No entanto, é importante não esquecer, e é um argumento que eu friso no livro, que o “Indie 2.0” trata essencialmente de mudança e de continuidade. Isto é, mesmo que recorras às estratégias das redes sociais, é fundamental não esquecer os elementos tradicionais: uma boa crítica, uma selecção para um festival importante, um distribuidor para uma distribuição, mesmo que pequena. Porque, apesar de tudo, o nosso sistema ainda é antigo e em muitos casos só vais ter criticas se houver uma distribuição comercial, mesmo que a pagues tu mesmo. Porque uma distribuição online em streaming ou vendendo DVDs online só funciona se houver esse primeiro passo, por vezes até acontece logo após a estreia no festival. Assim, os métodos antigos e novos combinam-se.

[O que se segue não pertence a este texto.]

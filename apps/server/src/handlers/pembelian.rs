//! Pembelian (purchasing) endpoints. Reads for any login, writes for admins.

use axum::extract::{Path, State};
use niaga_core::{PembelianDetail, PembelianHeader};
use niaga_db::repository::pembelian::{NewPembayaranPembelian, NewPembelian, PembelianFilter};
use tracing::warn;

use crate::auth::{AdminUser, AuthUser};
use crate::error::ApiResult;
use crate::handlers::found;
use crate::response::{ApiJson, ApiQuery, ApiResponse};
use crate::SharedState;

pub async fn list(
    State(state): State<SharedState>,
    _user: AuthUser,
    ApiQuery(filter): ApiQuery<PembelianFilter>,
) -> ApiResult<ApiResponse<Vec<PembelianHeader>>> {
    Ok(ApiResponse::ok(state.db.pembelian().list(&filter).await?))
}

pub async fn create(
    State(state): State<SharedState>,
    AdminUser(admin): AdminUser,
    ApiJson(input): ApiJson<NewPembelian>,
) -> ApiResult<ApiResponse<PembelianDetail>> {
    let detail = state
        .db
        .pembelian()
        .create(&input, admin.id(), state.today())
        .await?;
    Ok(ApiResponse::created(detail))
}

pub async fn detail(
    State(state): State<SharedState>,
    _user: AuthUser,
    Path(id): Path<String>,
) -> ApiResult<ApiResponse<PembelianDetail>> {
    let detail = found(state.db.pembelian().get_detail(&id).await?, "Pembelian", &id)?;
    Ok(ApiResponse::ok(detail))
}

/// `DELETE /api/pembelian/{id}` - cancel; fails when the goods were already sold.
pub async fn cancel(
    State(state): State<SharedState>,
    AdminUser(admin): AdminUser,
    Path(id): Path<String>,
) -> ApiResult<ApiResponse<PembelianHeader>> {
    let header = state.db.pembelian().cancel(&id).await?;
    warn!(nomor = %header.nomor, by = %admin.claims.username, "Pembelian cancelled");
    Ok(ApiResponse::ok(header))
}

/// `POST /api/pembelian/{id}/pembayaran` - payable payment.
pub async fn add_payment(
    State(state): State<SharedState>,
    AdminUser(admin): AdminUser,
    Path(id): Path<String>,
    ApiJson(input): ApiJson<NewPembayaranPembelian>,
) -> ApiResult<ApiResponse<PembelianDetail>> {
    let detail = state
        .db
        .pembelian()
        .add_payment(&id, &input, admin.id(), state.today())
        .await?;
    Ok(ApiResponse::created(detail))
}
//! Dashboard summary and the liveness probe.

use axum::extract::State;
use axum::http::StatusCode;
use axum::response::{IntoResponse, Response};
use axum::Json;
use niaga_db::repository::laporan::DashboardSummary;
use niaga_db::SchemaStatus;
use serde::Serialize;
use tracing::error;

use crate::auth::AuthUser;
use crate::error::ApiResult;
use crate::response::ApiResponse;
use crate::SharedState;

#[derive(Debug, Serialize)]
pub struct HealthStatus {
    pub status: &'static str,
    pub database: bool,
    /// `None` when the database could not be reached.
    pub schema: Option<SchemaStatus>,
    pub version: &'static str,
}

/// `GET /api/dashboard`
pub async fn summary(
    State(state): State<SharedState>,
    _user: AuthUser,
) -> ApiResult<ApiResponse<DashboardSummary>> {
    let summary = state.db.laporan().dashboard(state.today()).await?;
    Ok(ApiResponse::ok(summary))
}

/// `GET /health` - unauthenticated.
pub async fn health(State(state): State<SharedState>) -> Response {
    let database = state.db.health_check().await;
    let schema = if database {
        state.db.schema_status().await.ok()
    } else {
        None
    };
    let body = HealthStatus {
        status: if database { "ok" } else { "degraded" },
        database,
        schema,
        version: env!("CARGO_PKG_VERSION"),
    };

    if database {
        ApiResponse::ok(body).into_response()
    } else {
        error!("Health check failed: database unreachable");
        (
            StatusCode::SERVICE_UNAVAILABLE,
            Json(serde_json::json!({ "success": false, "error": "database unreachable", "data": body })),
        )
            .into_response()
    }
}
//! # niaga-core: Pure Business Logic for Niaga POS
//!
//! This crate is the **heart** of Niaga POS. It contains the store's business
//! rules as pure functions with zero I/O dependencies.
//!
//! ## Architecture Position
//! ```text
//! ┌─────────────────────────────────────────────────────────────────────────┐
//! │                        Niaga POS Architecture                           │
//! │                                                                         │
//! │  ┌─────────────────────────────────────────────────────────────────┐   │
//! │  │                    Dashboard (React)                            │   │
//! │  │   Kasir ──► Penjualan ──► Pembelian ──► Pengeluaran ──► Laporan │   │
//! │  └─────────────────────────────┬───────────────────────────────────┘   │
//! │                                │ HTTP / JSON                            │
//! │  ┌─────────────────────────────▼───────────────────────────────────┐   │
//! │  │                    niaga-server (axum)                          │   │
//! │  └─────────────────────────────┬───────────────────────────────────┘   │
//! │                                │                                        │
//! │  ┌─────────────────────────────▼───────────────────────────────────┐   │
//! │  │               ★ niaga-core (THIS CRATE) ★                       │   │
//! │  │                                                                 │   │
//! │  │   ┌───────────┐  ┌───────────┐  ┌───────────┐  ┌───────────┐  │   │
//! │  │   │   types   │  │   money   │  │ checkout  │  │ validation│  │   │
//! │  │   │  Barang   │  │   Money   │  │ price_line│  │   rules   │  │   │
//! │  │   │ Penjualan │  │ Kuantitas │  │  settle   │  │  checks   │  │   │
//! │  │   └───────────┘  └───────────┘  └───────────┘  └───────────┘  │   │
//! │  │                                                                 │   │
//! │  │   NO I/O • NO DATABASE • NO NETWORK • PURE FUNCTIONS           │   │
//! │  └─────────────────────────────────────────────────────────────────┘   │
//! │                                │                                        │
//! │  ┌─────────────────────────────▼───────────────────────────────────┐   │
//! │  │                    niaga-db (Database Layer)                    │   │
//! │  │        SQLite queries, migrations, transactional checkout       │   │
//! │  └─────────────────────────────────────────────────────────────────┘   │
//! └─────────────────────────────────────────────────────────────────────────┘
//! ```
//!
//! ## Modules
//!
//! - [`types`] - Domain types (Barang, PenjualanHeader, Customer, ...)
//! - [`money`] - Integer rupiah arithmetic
//! - [`quantity`] - Case/piece (dus/pcs) quantities and price apportioning
//! - [`checkout`] - Sales pricing, stock/limit checks, payment settlement
//! - [`purchase`] - Purchase pricing and payable settlement
//! - [`report`] - Report periods and profit-and-loss summary
//! - [`error`] - Domain error types
//! - [`validation`] - Field validation
//!
//! ## Example Usage
//!
//! ```rust
//! use niaga_core::money::Money;
//! use niaga_core::quantity::Kuantitas;
//!
//! // 1 case of 24 plus 6 loose pieces at Rp 120.000 per case
//! let qty = Kuantitas::new(1, 6);
//! let price = qty.price_for(Money::from_rupiah(120_000), 24);
//!
//! // 120.000 + 6/24 × 120.000 = 150.000
//! assert_eq!(price.rupiah(), 150_000);
//! ```

// =============================================================================
// Module Declarations
// =============================================================================

pub mod checkout;
pub mod error;
pub mod money;
pub mod purchase;
pub mod quantity;
pub mod report;
pub mod types;
pub mod validation;

// =============================================================================
// Re-exports for Convenience
// =============================================================================

pub use error::{CoreError, CoreResult, ValidationError};
pub use money::Money;
pub use quantity::Kuantitas;
pub use types::*;

// =============================================================================
// Crate-Level Constants
// =============================================================================

/// Maximum distinct lines allowed in a single nota.
pub const MAX_CART_ITEMS: usize = 100;

/// Maximum pieces of a single barang on one line.
///
/// Guards against typing 10000 instead of 100 at the counter.
pub const MAX_ITEM_PCS: i64 = 100_000;

/// Ceiling on any per-dus price, discount or credit limit (Rp 10 miliar).
///
/// With [`MAX_ITEM_PCS`] and [`MAX_CART_ITEMS`] this keeps every nota total
/// far inside `i64`.
pub const MAX_HARGA: i64 = 10_000_000_000;

/// Default business-date offset from UTC in hours (WIB, UTC+7).
pub const DEFAULT_TZ_OFFSET_HOURS: i32 = 7;
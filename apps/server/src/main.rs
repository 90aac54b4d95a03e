//! # Niaga Server
//!
//! HTTP entry point for the Niaga POS back-office.
//!
//! ## Startup
//! ```text
//! ┌─────────────────────────────────────────────────────────────────────────┐
//! │  env ──► ServerConfig::load ──► Database::new (migrations) ──► Router  │
//! │                                                                         │
//! │  dashboard / kasir ───► HTTP (8080) ───► handlers ───► SQLite (WAL)    │
//! │                                                                         │
//! │  SIGINT / SIGTERM ───► graceful shutdown ───► pool closed               │
//! └─────────────────────────────────────────────────────────────────────────┘
//! ```

use anyhow::Context;
use niaga_db::{Database, DbConfig};
use niaga_server::{build_router, AppState, ServerConfig};
use tokio::net::TcpListener;
use tracing::{info, warn};
use tracing_subscriber::EnvFilter;

#[tokio::main]
async fn main() -> anyhow::Result<()> {
    init_tracing();

    info!("Starting Niaga POS server...");

    // Load configuration
    let config = ServerConfig::load().context("invalid configuration")?;
    info!(
        addr = %config.bind_addr(),
        db = %config.database_path,
        tz_offset_hours = config.tz_offset_hours,
        "Configuration loaded"
    );
    if config.uses_dev_secret() {
        warn!("JWT_SECRET not set, using the development secret");
    }

    // Connect to database (runs migrations)
    let db = Database::new(
        DbConfig::new(&config.database_path).max_connections(config.db_max_connections),
    )
    .await
    .context("failed to open database")?;
    info!("Database ready");

    let addr = config.bind_addr();
    let state = AppState::new(db.clone(), config);
    let app = build_router(state);

    let listener = TcpListener::bind(&addr)
        .await
        .with_context(|| format!("failed to bind {}", addr))?;
    info!(%addr, "HTTP server listening");

    axum::serve(listener, app)
        .with_graceful_shutdown(shutdown_signal())
        .await
        .context("server error")?;

    db.close().await;
    info!("Server shutdown complete");
    Ok(())
}

/// `RUST_LOG` wins; otherwise info with debug for this crate.
fn init_tracing() {
    let filter = EnvFilter::try_from_default_env()
        .unwrap_or_else(|_| EnvFilter::new("info,niaga_server=debug,tower_http=info,sqlx=warn"));

    tracing_subscriber::fmt()
        .with_env_filter(filter)
        .with_target(true)
        .init();
}

/// Graceful shutdown signal handler.
async fn shutdown_signal() {
    let ctrl_c = async {
        if let Err(e) = tokio::signal::ctrl_c().await {
            warn!(error = %e, "Failed to install Ctrl+C handler");
            std::future::pending::<()>().await;
        }
    };

    #[cfg(unix)]
    let terminate = async {
        match tokio::signal::unix::signal(tokio::signal::unix::SignalKind::terminate()) {
            Ok(mut signal) => {
                signal.recv().await;
            }
            Err(e) => {
                warn!(error = %e, "Failed to install SIGTERM handler");
                std::future::pending::<()>().await;
            }
        }
    };

    #[cfg(not(unix))]
    let terminate = std::future::pending::<()>();

    tokio::select! {
        _ = ctrl_c => {},
        _ = terminate => {},
    }

    info!("Shutdown signal received, starting graceful shutdown...");
}
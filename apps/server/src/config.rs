//! Server configuration module.
//!
//! Configuration is loaded from environment variables with fallback to defaults.

use std::env;
use std::str::FromStr;

use chrono::{FixedOffset, NaiveDate, Utc};
use niaga_core::DEFAULT_TZ_OFFSET_HOURS;
use serde::Serialize;

/// Development signing key. Never use outside a dev machine.
pub const DEV_JWT_SECRET: &str = "niaga-dev-secret-change-in-production";

/// Server configuration.
#[derive(Debug, Clone, Serialize)]
pub struct ServerConfig {
    /// Bind address
    pub host: String,

    /// HTTP port
    pub port: u16,

    /// SQLite database file
    pub database_path: String,

    /// Pool size
    pub db_max_connections: u32,

    /// JWT secret key for signing session tokens
    #[serde(skip_serializing)]
    pub jwt_secret: String,

    /// Session lifetime in seconds
    pub jwt_lifetime_secs: i64,

    /// Send the session cookie with `Secure`
    pub cookie_secure: bool,

    /// Shown in export titles
    pub store_name: String,

    /// Business date offset from UTC in hours
    pub tz_offset_hours: i32,
}

impl ServerConfig {
    /// Load configuration from environment variables.
    pub fn load() -> Result<Self, ConfigError> {
        let config = ServerConfig {
            host: env::var("HOST").unwrap_or_else(|_| "0.0.0.0".to_string()),

            port: parse_var("PORT", 8080)?,

            database_path: env::var("DATABASE_PATH").unwrap_or_else(|_| "./niaga.db".to_string()),

            db_max_connections: parse_var("DB_MAX_CONNECTIONS", 5)?,

            jwt_secret: env::var("JWT_SECRET").unwrap_or_else(|_| {
                // In production, this MUST be set via environment variable
                DEV_JWT_SECRET.to_string()
            }),

            jwt_lifetime_secs: parse_var("JWT_LIFETIME_SECS", 43_200)?, // 12 hours

            cookie_secure: parse_var("COOKIE_SECURE", false)?,

            store_name: env::var("STORE_NAME").unwrap_or_else(|_| "Niaga POS".to_string()),

            tz_offset_hours: parse_var("TZ_OFFSET_HOURS", DEFAULT_TZ_OFFSET_HOURS)?,
        };

        config.validate()?;
        Ok(config)
    }

    /// Defaults suitable for tests and local runs.
    pub fn development() -> Self {
        ServerConfig {
            host: "127.0.0.1".to_string(),
            port: 8080,
            database_path: "./niaga_dev.db".to_string(),
            db_max_connections: 5,
            jwt_secret: DEV_JWT_SECRET.to_string(),
            jwt_lifetime_secs: 43_200,
            cookie_secure: false,
            store_name: "Niaga POS".to_string(),
            tz_offset_hours: DEFAULT_TZ_OFFSET_HOURS,
        }
    }

    fn validate(&self) -> Result<(), ConfigError> {
        if self.jwt_secret.len() < 16 {
            return Err(ConfigError::InvalidValue("JWT_SECRET".to_string()));
        }
        if self.jwt_lifetime_secs <= 0 {
            return Err(ConfigError::InvalidValue("JWT_LIFETIME_SECS".to_string()));
        }
        if !(-12..=14).contains(&self.tz_offset_hours) {
            return Err(ConfigError::InvalidValue("TZ_OFFSET_HOURS".to_string()));
        }
        Ok(())
    }

    /// True when the signing key was not configured.
    pub fn uses_dev_secret(&self) -> bool {
        self.jwt_secret == DEV_JWT_SECRET
    }

    /// `host:port` for the listener.
    pub fn bind_addr(&self) -> String {
        format!("{}:{}", self.host, self.port)
    }

    /// The store's current business date.
    pub fn today(&self) -> NaiveDate {
        match FixedOffset::east_opt(self.tz_offset_hours * 3600) {
            Some(offset) => Utc::now().with_timezone(&offset).date_naive(),
            None => Utc::now().date_naive(),
        }
    }
}

fn parse_var<T: FromStr>(name: &str, default: T) -> Result<T, ConfigError> {
    match env::var(name) {
        Ok(raw) => raw
            .trim()
            .parse()
            .map_err(|_| ConfigError::InvalidValue(name.to_string())),
        Err(_) => Ok(default),
    }
}

/// Configuration error types.
#[derive(Debug, thiserror::Error)]
pub enum ConfigError {
    #[error("Invalid value for {0}")]
    InvalidValue(String),
}

#[cfg(test)]
mod tests {
    use super::*;

    #[test]
    fn test_development_config_is_valid() {
        let config = ServerConfig::development();
        assert!(config.validate().is_ok());
        assert!(config.uses_dev_secret());
        assert_eq!(config.bind_addr(), "127.0.0.1:8080");
    }

    #[test]
    fn test_short_secret_rejected() {
        let mut config = ServerConfig::development();
        config.jwt_secret = "short".to_string();
        assert!(matches!(config.validate(), Err(ConfigError::InvalidValue(_))));
    }

    #[test]
    fn test_offset_out_of_range_rejected() {
        let mut config = ServerConfig::development();
        config.tz_offset_hours = 20;
        assert!(config.validate().is_err());
    }
}
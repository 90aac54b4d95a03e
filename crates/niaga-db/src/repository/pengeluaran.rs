//! # Pengeluaran Repository
//!
//! Operating expenses (listrik, gaji, transport, ...). Expenses have no
//! dependents, so delete is a hard delete.

use chrono::{NaiveDate, Utc};
use niaga_core::validation::{validate_payment_amount, validate_text};
use niaga_core::{Money, Pengeluaran};
use serde::Deserialize;
use sqlx::SqlitePool;
use tracing::info;

use super::{generate_id, DEFAULT_LIMIT, MAX_LIMIT};
use crate::error::{DbError, DbResult};

const COLUMNS: &str =
    "id, tanggal, kategori, keterangan, jumlah, karyawan_id, user_id, created_at, updated_at";

#[derive(Debug, Clone, Deserialize)]
pub struct NewPengeluaran {
    /// Defaults to the current business date.
    #[serde(default)]
    pub tanggal: Option<NaiveDate>,
    pub kategori: String,
    pub keterangan: String,
    pub jumlah: Money,
    #[serde(default)]
    pub karyawan_id: Option<String>,
}

impl NewPengeluaran {
    fn validate(&self) -> DbResult<()> {
        validate_text("kategori", &self.kategori, 50)?;
        validate_text("keterangan", &self.keterangan, 300)?;
        validate_payment_amount(self.jumlah)?;
        Ok(())
    }
}

#[derive(Debug, Clone, Default, Deserialize)]
pub struct PengeluaranFilter {
    #[serde(default)]
    pub dari: Option<NaiveDate>,
    #[serde(default)]
    pub sampai: Option<NaiveDate>,
    #[serde(default)]
    pub kategori: Option<String>,
    #[serde(default)]
    pub limit: Option<i64>,
    #[serde(default)]
    pub offset: Option<i64>,
}

#[derive(Debug, Clone)]
pub struct PengeluaranRepository {
    pool: SqlitePool,
}

impl PengeluaranRepository {
    pub fn new(pool: SqlitePool) -> Self {
        PengeluaranRepository { pool }
    }

    /// Lists expenses, newest business date first.
    pub async fn list(&self, filter: &PengeluaranFilter) -> DbResult<Vec<Pengeluaran>> {
        let sql = format!(
            r#"
            SELECT {COLUMNS}
            FROM pengeluaran
            WHERE (?1 IS NULL OR tanggal >= ?1)
              AND (?2 IS NULL OR tanggal <= ?2)
              AND (?3 IS NULL OR kategori = ?3)
            ORDER BY tanggal DESC, created_at DESC
            LIMIT ?4 OFFSET ?5
            "#
        );

        let rows = sqlx::query_as::<_, Pengeluaran>(&sql)
            .bind(filter.dari)
            .bind(filter.sampai)
            .bind(&filter.kategori)
            .bind(filter.limit.unwrap_or(DEFAULT_LIMIT).clamp(1, MAX_LIMIT))
            .bind(filter.offset.unwrap_or(0).max(0))
            .fetch_all(&self.pool)
            .await?;
        Ok(rows)
    }

    pub async fn get_by_id(&self, id: &str) -> DbResult<Option<Pengeluaran>> {
        let sql = format!("SELECT {COLUMNS} FROM pengeluaran WHERE id = ?1");
        let row = sqlx::query_as::<_, Pengeluaran>(&sql)
            .bind(id)
            .fetch_optional(&self.pool)
            .await?;
        Ok(row)
    }

    pub async fn create(
        &self,
        input: &NewPengeluaran,
        user_id: &str,
        today: NaiveDate,
    ) -> DbResult<Pengeluaran> {
        input.validate()?;

        let id = generate_id();
        let tanggal = input.tanggal.unwrap_or(today);

        sqlx::query(
            r#"
            INSERT INTO pengeluaran (
                id, tanggal, kategori, keterangan, jumlah, karyawan_id, user_id, created_at, updated_at
            ) VALUES (?1, ?2, ?3, ?4, ?5, ?6, ?7, ?8, ?8)
            "#,
        )
        .bind(&id)
        .bind(tanggal)
        .bind(input.kategori.trim())
        .bind(input.keterangan.trim())
        .bind(input.jumlah)
        .bind(&input.karyawan_id)
        .bind(user_id)
        .bind(Utc::now())
        .execute(&self.pool)
        .await?;

        info!(id = %id, kategori = %input.kategori, jumlah = %input.jumlah, "Pengeluaran recorded");
        self.get_by_id(&id)
            .await?
            .ok_or_else(|| DbError::not_found("Pengeluaran", &id))
    }

    pub async fn update(
        &self,
        id: &str,
        input: &NewPengeluaran,
        today: NaiveDate,
    ) -> DbResult<Pengeluaran> {
        input.validate()?;

        let result = sqlx::query(
            r#"
            UPDATE pengeluaran SET
                tanggal = ?2, kategori = ?3, keterangan = ?4, jumlah = ?5,
                karyawan_id = ?6, updated_at = ?7
            WHERE id = ?1
            "#,
        )
        .bind(id)
        .bind(input.tanggal.unwrap_or(today))
        .bind(input.kategori.trim())
        .bind(input.keterangan.trim())
        .bind(input.jumlah)
        .bind(&input.karyawan_id)
        .bind(Utc::now())
        .execute(&self.pool)
        .await?;

        if result.rows_affected() == 0 {
            return Err(DbError::not_found("Pengeluaran", id));
        }

        self.get_by_id(id)
            .await?
            .ok_or_else(|| DbError::not_found("Pengeluaran", id))
    }

    pub async fn delete(&self, id: &str) -> DbResult<()> {
        let result = sqlx::query("DELETE FROM pengeluaran WHERE id = ?1")
            .bind(id)
            .execute(&self.pool)
            .await?;

        if result.rows_affected() == 0 {
            return Err(DbError::not_found("Pengeluaran", id));
        }
        info!(id = %id, "Pengeluaran deleted");
        Ok(())
    }
}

RVL – Tem me parecido que com a redução dos custos de produção, têm surgido mais filmes experimentais ou avant-garde dentro do modelo do micro-budget. Por exemplo, há pouco tempo aconteceu uma distribuição online conjunta do Hit 2 Pass (2014) de Kurt Walker e do Here’s to the future (2014) de Gina Telarolli. Estes são filmes que têm apenas a possibilidade de ser exibidos em festivais e que nunca terão uma exibição comercial, mas, por outro lado, têm uma base de interessados online muito significativa, como a Mubi, que é também uma empresa de streaming.
Sim, tudo isso é óptimo se não quiseres ganhar dinheiro nenhum… Historicamente, os filmes avant-garde sempre foram criados sem orçamento ou com orçamentos muito baixo, filmados em 8mm… E o local onde vias esses filmes eram os festivais especializados, museus ou galerias. Daí que a exibição online permita uma maior circulação deste tipo de filmes e, por isso, certos filmes clássicos do movimento avant-garde são mais vistos hoje do que na altura em que foram criados. Claro que alguns cineastas recusam o digital e estão muito apegados à celulóide. Mas este é um reino artístico sem expectativas de lucro e com uma audiência que é, apesar de tudo, muito reduzida. Além do mais, muitos realizadores avant-garde não ganham a vida como realizadores, tendo outras ocupações. São académicos muitas vezes. No entanto, para mim, o indie não inclui o avant-garde. Poderia, sim, ser incluido numa definição mais larga de independente. Para mim, o indie são essencialmente filmes de longa-metragem de ficção cujos feitores têm o objectivo de ganhar a vida com esses trabalhos, e essa é a parte complicada. O Joe Swanberg está a fazer uma série de filmes e a distribuí-los online, mas não é, definitivamente, um modo de vida confortável. O recurso às redes sociais e à distribuição online ainda não é suficiente.